2. The axle assembly of claim 1 wherein the bowl cover has a first lubricant reservoir wall that is disposed proximate the flange and a second lubricant reservoir wall that extends from an end of the first lubricant reservoir wall away from the axle housing, wherein the first lubricant reservoir wall and the second lubricant reservoir wall at least partially define the lubricant reservoir.

3. The axle assembly of claim 2 wherein the first lubricant reservoir wall and the second lubricant reservoir wall extend from the bowl.

4. The axle assembly of claim 2 wherein the first lubricant reservoir wall is disposed substantially parallel to the flange and the second lubricant reservoir wall is disposed substantially perpendicular to the first lubricant reservoir wall.

5. The axle assembly of claim 2 wherein the second lubricant reservoir wall has an inlet for receiving lubricant and the first lubricant reservoir wall has an outlet for providing lubricant to the center portion.

6. The axle assembly of claim 5 wherein the bowl cover has a lubricant drain that extends through the bowl to the lubricant reservoir.

7. The axle assembly of claim 5 wherein the bowl cover has a sight window that facilitates visual inspection of lubricant inside the lubricant reservoir.

8. The axle assembly of claim 5 wherein the bowl cover has a lubricant level boss that is disposed on the bowl proximate the lubricant reservoir and extends away from the axle housing.

9. The axle assembly of claim 5 wherein the bowl cover has a sensor boss for receiving a lubricant sensor.

10. The axle assembly of claim 1 wherein the lubricant reservoir is at least partially disposed above the ring gear and extends around the ring gear.

11. The axle assembly of claim 10 wherein the lubricant reservoir includes an upper wall that is disposed above the ring gear, a pair of side walls that extend from the upper wall and are disposed on opposite sides of the ring gear, and a pair of lower walls that each extend from a corresponding side wall to the bowl.

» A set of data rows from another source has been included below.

//! Path helpers shared by the project registry and the service router.
//!
//! All matching here is lexical: paths are never canonicalized against the
//! file system, so lookups stay cheap and work for files that no longer exist.

use std::path::{Component, Path, PathBuf};

/// Lexically normalize a path.
///
/// Removes `.` segments, resolves `..` against preceding normal segments and
/// drops trailing separators. `..` never climbs above the root.
pub fn normalize_path(path: &Path) -> PathBuf {
    let mut normalized = PathBuf::new();

    for component in path.components() {
        match component {
            Component::CurDir => {}
            Component::ParentDir => match normalized.components().next_back() {
                Some(Component::Normal(_)) => {
                    normalized.pop();
                }
                Some(Component::RootDir) | Some(Component::Prefix(_)) => {}
                _ => normalized.push(".."),
            },
            other => normalized.push(other.as_os_str()),
        }
    }

    normalized
}

/// Check whether `path` is `root` itself or lies below it.
///
/// The comparison respects directory boundaries: `/a/bc` is not within `/a/b`.
#[inline]
pub fn is_within(path: &Path, root: &Path) -> bool {
    path.starts_with(root)
}

/// Check whether any directory segment of `path` equals one of `names`.
pub fn contains_component(path: &Path, names: &[&str]) -> bool {
    path.components().any(|component| match component {
        Component::Normal(segment) => names.iter().any(|name| segment == *name),
        _ => false,
    })
}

12. The axle assembly of claim 11 wherein the lubricant reservoir includes an interface wall that faces toward the axle housing, wherein the interface wall has at least one outlet that provides lubricant from the lubricant reservoir to the axle housing.

13. The axle assembly of claim 1 wherein the bowl cover includes a lubricant filter holder that is disposed in the bowl proximate the flange, wherein the lubricant filter holder receives a lubricant filter that filters lubricant in the bowl cover.

14. The axle assembly of claim 13 wherein the lubricant filter holder has a lubricant filter holder inlet that receives lubricant, a filter retainer clip disposed proximate the lubricant filter holder inlet that retains the lubricant filter, and a lubricant filter holder outlet that provides lubricant to the axle housing.

15. The axle assembly of claim 1 further comprising a magnet disposed on the bowl outside of the lubricant reservoir that collects contaminants from the lubricant.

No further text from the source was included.